Am I eating enough, in need of help, any is appreciated:)?

So, basically I'm a health freak. I'm 18. I exercise reguarly (4-5 times a week) and I ration my meals to control carbs, calories, and ensure I have enough dairy, vegetables and fruits and the whole deal, but I don't know if I’m doing it right. Here is a typical day.

Breakfast: A smoothie consisting of
1 cup of milk
1 Package of “Nestle breakfast anytime” smoothie mix, which has a huge list of impressive nutritional benefits
A small piece of flavoured silken tofu (50 calories)
3 servings of frozen fruit (banana, mangoe, and usually a berry serving)
A pinch of flax seed

Snack: 1 Serving fruit/vegetable

1 serving of Whole wheat/multigrain bread/pita with a tbsp of Hazelnut spread
1 serving of cheese/yogurt

Snack: An espresso with a pastry type snack which is 220 calories or less

Dinner: 1 serving whole wheat cous-cous with at least 3 vegetables

I also drink a lot of water, and may nibble on dried peas or almonds in between
Am I doing anything wrong?
I forgot to mention with dinner I may have a porkchop or chicken or somehthing
Is this enough protein?
I am also concerned that if I am not eating enough, and I start to eat more I will gain. "Judy" in the second answer, (much appreciated) said that I should increase my intake to be healthy, but will I experience an increase?

5 Responses to “Am I eating enough, in need of help, any is appreciated:)?”

  1. shake4me Says:

    It seems to be balanced enough.

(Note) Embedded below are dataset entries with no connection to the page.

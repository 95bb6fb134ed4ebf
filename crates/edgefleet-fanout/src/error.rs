use thiserror::Error;

/// Structural errors in a sweep request. Reported before any node is contacted.
#[derive(Debug, Error, PartialEq, Eq)]
pub enum FanOutError {
  #[error("sweep requested over an empty node set")]
  EmptyNodeSet,

  #[error("node '{name}' appears more than once in the sweep")]
  DuplicateNode { name: String },
}
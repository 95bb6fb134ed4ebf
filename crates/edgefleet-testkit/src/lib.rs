//! In-memory fleet for exercising edgefleet without real hosts.
//!
//! [`SimulatedFleet`] implements [`Transport`]: each node has a link state,
//! an authorized key list, canned HTTP responses and scripted command
//! handlers. Key management uses the small `sim-keys` vocabulary from
//! [`keys`] so tests can drive credential rotation end to end.

use std::collections::HashMap;
use std::sync::{Arc, Mutex, MutexGuard};
use std::time::Duration;

use async_trait::async_trait;
use bytes::Bytes;
use edgefleet_executor::{
  CommandOutput, HttpProbe, HttpResponse, Identity, RemoteCommand, RemoteExecutor, Transport,
  TransportError,
};
use edgefleet_registry::Node;

/// Command vocabulary understood by the simulated key store.
pub mod keys {
  pub const APPEND: &str = "sim-keys append ";
  pub const REMOVE: &str = "sim-keys remove ";
  pub const LIST: &str = "sim-keys list";

  pub fn append(public_key: &str) -> String {
    format!("{APPEND}{public_key}")
  }

  pub fn remove(public_key: &str) -> String {
    format!("{REMOVE}{public_key}")
  }

  /// Key type and blob, without the comment.
  pub fn key_id(line: &str) -> String {
    line.split_whitespace().take(2).collect::<Vec<_>>().join(" ")
  }
}

/// Network state of a simulated node.
#[derive(Debug, Clone, Copy, PartialEq, Eq)]
pub enum Link {
  Up,
  /// Connections are refused immediately.
  Refused,
  /// Connections never complete.
  Hang,
}

pub type Handler = Arc<dyn Fn(&mut SimNode, &RemoteCommand) -> CommandOutput + Send + Sync>;

/// One simulated host.
#[derive(Clone)]
pub struct SimNode {
  pub link: Link,
  pub latency: Duration,
  pub authorized_keys: Vec<String>,
  /// Appends report success but the key never becomes usable.
  pub ignores_new_keys: bool,
  pub http: HashMap<(u16, String), (u16, Bytes)>,
  pub handlers: HashMap<String, Handler>,
  pub log: Vec<String>,
}

impl Default for SimNode {
  fn default() -> Self {
    Self {
      link: Link::Up,
      latency: Duration::ZERO,
      authorized_keys: Vec::new(),
      ignores_new_keys: false,
      http: HashMap::new(),
      handlers: HashMap::new(),
      log: Vec::new(),
    }
  }
}

impl SimNode {
  fn accepts(&self, public_key: &str) -> bool {
    let id = keys::key_id(public_key);
    self.authorized_keys.iter().any(|k| keys::key_id(k) == id)
  }

  fn run(&mut self, command: &RemoteCommand) -> CommandOutput {
    let script = command.script.as_str();
    if let Some(handler) = self.handlers.get(script).cloned() {
      return handler(self, command);
    }
    if let Some(key) = script.strip_prefix(keys::APPEND) {
      if !self.ignores_new_keys && !self.accepts(key) {
        self.authorized_keys.push(key.to_string());
      }
      return ok("");
    }
    if let Some(key) = script.strip_prefix(keys::REMOVE) {
      let id = keys::key_id(key);
      self.authorized_keys.retain(|k| keys::key_id(k) != id);
      return ok("");
    }
    if script == keys::LIST {
      let mut listing = self.authorized_keys.join("\n");
      listing.push('\n');
      return ok(&listing);
    }
    match script {
      "true" => ok(""),
      _ => CommandOutput {
        exit_code: 127,
        stdout: Bytes::new(),
        stderr: format!("sh: {script}: command not found"),
      },
    }
  }
}

/// Successful command output with the given stdout.
pub fn ok(stdout: &str) -> CommandOutput {
  CommandOutput {
    exit_code: 0,
    stdout: Bytes::from(stdout.to_string()),
    stderr: String::new(),
  }
}

/// Failed command output with the given exit code and stderr.
pub fn fail(exit_code: i32, stderr: &str) -> CommandOutput {
  CommandOutput {
    exit_code,
    stdout: Bytes::new(),
    stderr: stderr.to_string(),
  }
}

/// A shared, mutable set of simulated nodes.
#[derive(Clone, Default)]
pub struct SimulatedFleet {
  nodes: Arc<Mutex<HashMap<String, SimNode>>>,
  /// Public key offered for commands that name no identity.
  default_key: Arc<Mutex<Option<String>>>,
}

impl SimulatedFleet {
  /// A fleet with every node up and nothing authorized.
  pub fn new(nodes: &[Node]) -> Self {
    let fleet = Self::default();
    {
      let mut state = fleet.state();
      for node in nodes {
        state.insert(node.name.clone(), SimNode::default());
      }
    }
    fleet
  }

  pub fn executor(&self) -> RemoteExecutor {
    RemoteExecutor::new(Arc::new(self.clone()))
  }

  fn state(&self) -> MutexGuard<'_, HashMap<String, SimNode>> {
    self.nodes.lock().unwrap_or_else(|poisoned| poisoned.into_inner())
  }

  /// Mutate one node. Panics if the node was never added.
  pub fn update<R>(&self, name: &str, f: impl FnOnce(&mut SimNode) -> R) -> R {
    let mut state = self.state();
    let node = state
      .get_mut(name)
      .unwrap_or_else(|| panic!("no simulated node '{name}'"));
    f(node)
  }

  pub fn set_link(&self, name: &str, link: Link) {
    self.update(name, |n| n.link = link);
  }

  pub fn set_latency(&self, name: &str, latency: Duration) {
    self.update(name, |n| n.latency = latency);
  }

  pub fn authorize(&self, name: &str, public_key: &str) {
    self.update(name, |n| n.authorized_keys.push(public_key.to_string()));
  }

  pub fn authorize_all(&self, public_key: &str) {
    for node in self.state().values_mut() {
      node.authorized_keys.push(public_key.to_string());
    }
  }

  pub fn authorized_keys(&self, name: &str) -> Vec<String> {
    self.update(name, |n| n.authorized_keys.clone())
  }

  /// Offer `public_key` for commands that carry no identity, the way `ssh`
  /// falls back to its configured key. Until this is called such commands
  /// are let through.
  pub fn use_default_key(&self, public_key: &str) {
    *self
      .default_key
      .lock()
      .unwrap_or_else(|poisoned| poisoned.into_inner()) = Some(public_key.to_string());
  }

  fn default_key(&self) -> Option<String> {
    self
      .default_key
      .lock()
      .unwrap_or_else(|poisoned| poisoned.into_inner())
      .clone()
  }

  pub fn ignore_new_keys(&self, name: &str, ignore: bool) {
    self.update(name, |n| n.ignores_new_keys = ignore);
  }

  pub fn serve(&self, name: &str, port: u16, path: &str, status: u16, body: impl Into<Bytes>) {
    let body = body.into();
    self.update(name, |n| {
      n.http.insert((port, path.to_string()), (status, body));
    });
  }

  /// Register a handler for an exact command script. Handlers run under the
  /// fleet lock and must change state through their `SimNode` argument.
  pub fn on_command(
    &self,
    name: &str,
    script: &str,
    handler: impl Fn(&mut SimNode, &RemoteCommand) -> CommandOutput + Send + Sync + 'static,
  ) {
    let handler: Handler = Arc::new(handler);
    self.update(name, |n| {
      n.handlers.insert(script.to_string(), handler);
    });
  }

  /// Register a fixed response for an exact command script.
  pub fn respond(&self, name: &str, script: &str, output: CommandOutput) {
    self.on_command(name, script, move |_, _| output.clone());
  }

  /// Every command script this node has been asked to run, in order.
  pub fn commands(&self, name: &str) -> Vec<String> {
    self.update(name, |n| n.log.clone())
  }

  /// Snapshot link and latency, failing fast on refused connections.
  fn connect(&self, node: &Node) -> Result<(Link, Duration), TransportError> {
    let state = self.state();
    let sim = state
      .get(&node.name)
      .ok_or_else(|| TransportError::Connect(format!("ssh: Could not resolve hostname {}", node.address)))?;
    if sim.link == Link::Refused {
      return Err(TransportError::Connect(format!(
        "ssh: connect to host {} port {}: Connection refused",
        node.address, node.ssh_port
      )));
    }
    Ok((sim.link, sim.latency))
  }

  async fn settle(link: Link, latency: Duration) {
    if link == Link::Hang {
      std::future::pending::<()>().await;
    }
    if !latency.is_zero() {
      tokio::time::sleep(latency).await;
    }
  }
}

#[async_trait]
impl Transport for SimulatedFleet {
  async fn exec(
    &self,
    node: &Node,
    identity: Option<&Identity>,
    command: &RemoteCommand,
  ) -> Result<CommandOutput, TransportError> {
    let (link, latency) = self.connect(node)?;
    Self::settle(link, latency).await;

    let offered = match identity {
      Some(identity) => Some(identity.public_key.clone()),
      None => self.default_key(),
    };
    let mut state = self.state();
    let sim = state
      .get_mut(&node.name)
      .ok_or_else(|| TransportError::Connect(format!("{} vanished", node.name)))?;
    if let Some(key) = offered
      && !sim.accepts(&key)
    {
      return Err(TransportError::Auth(format!(
        "{}@{}: Permission denied (publickey).",
        node.ssh_user, node.address
      )));
    }
    sim.log.push(command.script.clone());
    Ok(sim.run(command))
  }

  async fn http(&self, node: &Node, probe: &HttpProbe) -> Result<HttpResponse, TransportError> {
    let (link, latency) = self.connect(node)?;
    Self::settle(link, latency).await;

    let state = self.state();
    let response = state
      .get(&node.name)
      .and_then(|sim| sim.http.get(&(probe.port, probe.path.clone())).cloned());
    match response {
      Some((status, body)) => Ok(HttpResponse { status, body }),
      None => Err(TransportError::Connect(format!(
        "error sending request for url (http://{}:{}{}): connection refused",
        node.address, probe.port, probe.path
      ))),
    }
  }
}

/// The reference seven-node fleet.
pub fn reference_nodes() -> Vec<Node> {
  vec![
    Node::new("pi51", "192.168.1.147", "gateway"),
    Node::new("agx0", "192.168.1.154", "primary-ai").with_capability("has-gpu"),
    Node::new("orin0", "192.168.1.157", "secondary-ai").with_capability("has-gpu"),
    Node::new("pi52", "192.168.1.247", "backend").with_capability("nfs-server"),
    Node::new("pi41", "192.168.1.204", "utility"),
    Node::new("nano", "192.168.1.159", "edge").with_capability("has-gpu"),
    Node::new("pi31", "192.168.1.234", "legacy"),
  ]
}

/// Nodes from the reference fleet with the given names, in the given order.
pub fn pick(names: &[&str]) -> Vec<Node> {
  let all = reference_nodes();
  names
    .iter()
    .filter_map(|name| all.iter().find(|n| n.name == *name).cloned())
    .collect()
}

#[cfg(test)]
mod tests {
  use edgefleet_executor::{ExecutionRequest, ExecStatus};

  use super::*;

  fn identity(public_key: &str) -> Identity {
    Identity::new("/tmp/key", public_key)
  }

  #[tokio::test]
  async fn test_key_vocabulary_and_auth() {
    let nodes = pick(&["agx0"]);
    let fleet = SimulatedFleet::new(&nodes);
    fleet.authorize("agx0", "ssh-ed25519 AAAAold edgefleet");
    let executor = fleet.executor();
    let old = identity("ssh-ed25519 AAAAold edgefleet");
    let new = identity("ssh-ed25519 AAAAnew edgefleet");

    let denied = executor
      .execute(&nodes[0], &ExecutionRequest::command("true", Duration::from_secs(1)).with_identity(new.clone()))
      .await;
    assert!(denied.is_auth_error());

    let append = ExecutionRequest::command(keys::append("ssh-ed25519 AAAAnew other-comment"), Duration::from_secs(1))
      .with_identity(old);
    assert!(executor.execute(&nodes[0], &append).await.is_success());

    let allowed = executor
      .execute(&nodes[0], &ExecutionRequest::command("true", Duration::from_secs(1)).with_identity(new))
      .await;
    assert_eq!(allowed.status, ExecStatus::Success);
    assert_eq!(fleet.authorized_keys("agx0").len(), 2);
  }

  #[tokio::test]
  async fn test_default_key_is_checked_for_anonymous_commands() {
    let nodes = pick(&["agx0"]);
    let fleet = SimulatedFleet::new(&nodes);
    let executor = fleet.executor();
    let request = ExecutionRequest::command("true", Duration::from_secs(1));

    assert!(executor.execute(&nodes[0], &request).await.is_success());

    fleet.use_default_key("ssh-ed25519 AAAAold edgefleet");
    assert!(executor.execute(&nodes[0], &request).await.is_auth_error());

    fleet.authorize("agx0", "ssh-ed25519 AAAAold edgefleet");
    assert!(executor.execute(&nodes[0], &request).await.is_success());
  }

  #[tokio::test]
  async fn test_unknown_command_exits_127() {
    let nodes = pick(&["pi31"]);
    let fleet = SimulatedFleet::new(&nodes);
    let result = fleet
      .executor()
      .execute(&nodes[0], &ExecutionRequest::command("uptime", Duration::from_secs(1)))
      .await;
    assert_eq!(result.status, ExecStatus::Failure);
  }
}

You should decide how many calories you want in your diet, and then I would recomend looking for items that are low calorie, but also low fat, but it all depends on what you are doing for your diet. The main thing for a diet to work is just to consume fewer calories than what you are burning, so lower calorie is best. But the thing about just lower calorie is that you don't want to get something that is lower calorie, but still has a ton of fat, and you don't want to get something that is low calorie but with a ton of sugar. Just look at the labels and you need to figure out what fits into YOUR diet.

  2. Rach Says:

    Heyy, well all i can say is cary on!!
    Nothing wrong with you at all!
    Your very healthy and keep it up!!

  3. Judy B Says:

    Borderline protein, not enough carbs, not enough dairy, possibly not enough calories. You likely don't need the smoothie mix, a smoothie made with fruit, milk and tofu is good and the mix likely just adds preservatives, sugar, unneeded vitamins and expense. You are getting lots of fruit and veggies, so have no need for vitamin supplements or enrichment.

    A healthy diet for a teen who is exercising a lot and looking to maintain,not lose, weight should have 2000 to 2500 calories a day. Carbs are essential to body functions and exercise so should not be limited.

    Aim for 2-3 servings of protein (meat, eggs, beans, cheese, tofu) , 6-7 servings of carbs, 3-4 servings of carbs and 7-8 servings of fruits and veggies daily.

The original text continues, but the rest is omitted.